Apesar de as minhas análises serem sempre consubstanciadas por dados oficiais (alguns muitos escondidos), sou brindado, por vezes, com epítetos pouco dignificantes, além obviamente de muita gente (mesmo amigos fora do contexto facebookiano) colocarem em causa a minha idoneidade e as minhas capacidades, simplesmente por não ser virologista, epidemiologista ou o "diabo a quatro". Ataca-se o mensageiro face à incapacidade de encontrar falhas na qualidade da mensagem, para que, assim, se negue uma evidência, e assim se continue na espiral de medo. E a espiral de medo sustenta a inacção. E a morte.
Mais uma análise. E desta vez quase podem esquecer a covid, porque a análise é sobre o Verão, onde a doença quase se tornou irrelevante. Ou melhor: tenham em consideração que matou 398 pessoas durantes os 92 dias dos meses de Julho, Agosto e Setembro, que é muito menos do que a pneumonia matava em anos anteriores em período homólogo (sem que o Doutor Filipe Froes nos quisesse pôr de máscara nas ruas). E depois comparem a mortalidade total nestes meses de Verão com a ocorrida em anos anteriores desde 1996.
O mês de Julho de 2020 ultrapassou pela primeira vez os 10.000 óbitos, com um total de 10.430. Chegou mesmo a ultrapassar a mortalidade de Agosto de 2003, tristemente célebre por uma onda de calor que atingiu toda a Europa, matou mais de dois mil portugueses (relatório da DGS de 2004) e contribuiu para a queima de 350 mil hectares de área florestal nacional. Nem por sombras tivemos um Julho de 2020 similar aos de Agosto de 2003, quando se chegou a ultrapassar os 42 graus em Lisboa (e imaginem no interior do país). Além de Julho, Setembro deste ano, com temperaturas amenas, bateu recordes: nunca antes neste mês, o menos mortífero do ano em situação nornal, houve uma média diária de 300 mortes por dia (o total do mês foi de 9,008). Foi mais um morticínio silencioso e silenciado.
Enfim, olhando para estes dados (oficiais), quem acha que a responsabilidade por esta hecatombe no recente Verão foi um acaso, ou foi por causa do tempo quente (não houve sequer onda de calor nos distritos do litoral) ou foi por dedo de Nosso Senhor que decidiu castigar os portugueses, e não foi o "estado de sítio" em que se encontra o Serviço Nacional de Saúde (SNS), só pode ser um negacionista.
A evidência da mortalidade não associada à covid neste Verão, que ainda por cima atingiu sobretudo os mais idosos, é de tal modo avassaladora, é de tal modo superior à propria mortalidade causada pelo coronavírus (desde Março), que somente por uma dissonância cognitiva das graves se pode conseguir encontrar uma explicação.

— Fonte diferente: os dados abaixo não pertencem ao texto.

#[cfg(test)]
mod tests {
    use super::*;
    use crate::parser::tests_support::parse_errors as errors;
    use test_log::test;

    #[test]
    fn test_trailing_digits() {
        assert_eq!(trailing_digits("a.go:10"), Some((5, Some(10))));
        assert_eq!(trailing_digits("a.go:x"), Some((5, None)));
        assert_eq!(trailing_digits("c:\\a.go:3"), Some((8, Some(3))));
        assert_eq!(trailing_digits("nocolon"), None);
    }

    #[test]
    fn test_comment_text() {
        assert_eq!(comment_text("//line a.go:1\r"), "line a.go:1");
        assert_eq!(comment_text("/*line a.go:1*/"), "line a.go:1");
    }

    #[test]
    fn test_syntax_error_formats_current_token() {
        assert_eq!(
            errors("package main\nfunc f() { x := }\n"),
            ["test.sugo:2:17: syntax error: unexpected }, expected expression"]
        );
        assert_eq!(
            errors("package main\nvar x = (1\n"),
            ["test.sugo:2:11: syntax error: unexpected newline, expected )"]
        );
    }

    #[test]
    fn test_list_reports_missing_separator() {
        assert_eq!(
            errors("package main\nfunc f(a int b int) {}\n"),
            ["test.sugo:2:14: syntax error: unexpected name b in parameter list; possibly missing comma or )"]
        );
    }

    #[test]
    fn test_invalid_line_directives() {
        assert_eq!(
            errors("//line a.go:x\npackage main\n"),
            ["test.sugo:1:13: invalid line number: x"]
        );
        assert_eq!(
            errors("//line a.go:1:0\npackage main\n"),
            ["test.sugo:1:15: invalid column number: 0"]
        );
        assert_eq!(
            errors("//line a.go:0\npackage main\n"),
            ["test.sugo:1:13: invalid line number: 0"]
        );
    }

    #[test]
    fn test_misplaced_pragma() {
        assert_eq!(
            errors("package main\nfunc f() {\n\t//go:noinline\n\tx := 1\n\t_ = x\n}\n"),
            ["test.sugo:3:4: misplaced compiler directive"]
        );
    }
}
use crate::args::{Args, Command};
use clap::Parser;
use eyre::eyre;
use owo_colors::OwoColorize;
use owo_colors::Stream::{Stderr, Stdout};
use std::fs;
use std::io::{self, Write};
use std::path::Path;
use sugo_ast_parsing::parser::error::SyntaxError;
use sugo_ast_parsing::parser::Mode;
use sugo_tokens::pos::LineReader;
use sugoc::{SugoC, SugoCError, SugoCErrorKind, Unit};
use tracing::metadata::LevelFilter;
use tracing::{debug, info, trace};
use tracing_error::ErrorLayer;
use tracing_subscriber::fmt::format;
use tracing_subscriber::layer::SubscriberExt;
use tracing_subscriber::{Layer, Registry};

mod args;

#[tokio::main]
async fn main() -> eyre::Result<()> {
    color_eyre::install()?;
    let args = Args::parse();
    init_logging(args.logging().log_level_filter())?;
    trace!("starting sugoc with args: {args:?}");
    debug!("sugoc version: {}", env!("CARGO_PKG_VERSION"));

    let mut builder = SugoC::builder();
    if let Some(jobs) = args.jobs {
        builder = builder.jobs(jobs);
    }
    if args.strict {
        builder = builder.mode(Mode::STRICT);
    }
    let sugoc = builder.build()?;

    let units = match sugoc.compile_all(args.command.files().to_vec()).await {
        Ok(units) => units,
        Err(error) => {
            let failed = report(&error);
            return Err(eyre!("could not compile {failed} file(s)"));
        }
    };

    match args.command {
        Command::Dump { .. } => dump(&units)?,
        Command::Check { .. } => {
            for unit in &units {
                info!("{}: {:?}", unit.path.display(), unit.report);
            }
            println!(
                "{} {} file(s)",
                "ok".if_supports_color(Stdout, |text| text.green()),
                units.len()
            );
        }
    }
    Ok(())
}

fn dump(units: &[Unit]) -> io::Result<()> {
    let mut stdout = io::stdout().lock();
    for (i, unit) in units.iter().enumerate() {
        if units.len() > 1 {
            if i > 0 {
                writeln!(stdout)?;
            }
            writeln!(stdout, "// {}", unit.path.display())?;
        }
        write!(stdout, "{}", unit.file)?;
    }
    stdout.flush()
}

/// Prints every failure of `error` to stderr and returns the number of files that failed
fn report(error: &SugoCError) -> usize {
    match error.kind() {
        SugoCErrorKind::Multi(errors) => errors.iter().map(report).sum(),
        SugoCErrorKind::Parse { path, diagnostics } => {
            let src = fs::read_to_string(path).ok();
            for diagnostic in diagnostics {
                print_diagnostic(path, src.as_deref(), diagnostic);
            }
            1
        }
        SugoCErrorKind::Io(e) => {
            eprintln!("{}: {e}", "error".if_supports_color(Stderr, |text| text.bright_red()));
            1
        }
    }
}

fn print_diagnostic(path: &Path, src: Option<&str>, diagnostic: &SyntaxError) {
    eprintln!(
        "{}: {}",
        "error".if_supports_color(Stderr, |text| text.bright_red()),
        diagnostic.if_supports_color(Stderr, |text| text.bold())
    );
    match (src, diagnostic.pos()) {
        (Some(src), Some(pos)) => {
            let snippet = LineReader::new(1, 0).snippet(src, pos);
            eprint!("{}", snippet.if_supports_color(Stderr, |text| text.blue()));
        }
        _ => debug!("no source available for {}", path.display()),
    }
}

fn init_logging(level_filter: LevelFilter) -> eyre::Result<()> {
    let registry = Registry::default()
        .with(
            tracing_subscriber::fmt::layer()
                .event_format(format().with_thread_ids(true))
                .with_writer(io::stderr)
                .with_filter(level_filter),
        )
        .with(ErrorLayer::default());

    tracing::subscriber::set_global_default(registry)?;

    Ok(())
}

Achar que os morticínios do último Verão não tem relação directíssima com um SNS a meio gás é, sim, a atitude de um verdadeiro negacionista. E, neste caso, ser negacionista (e por se ser facção largamente maioritaria, e pactuar assim com a estratégia de um SNS em serviços mínimos) é contribuir passivamente para muitas mais mortes. E, ironicamente, mortes daqueles que essas pessoas estão a querer salvar a todo o custo de morrerem de covid.
Nota: Limite inferior do gráfico: 20.000 óbitos.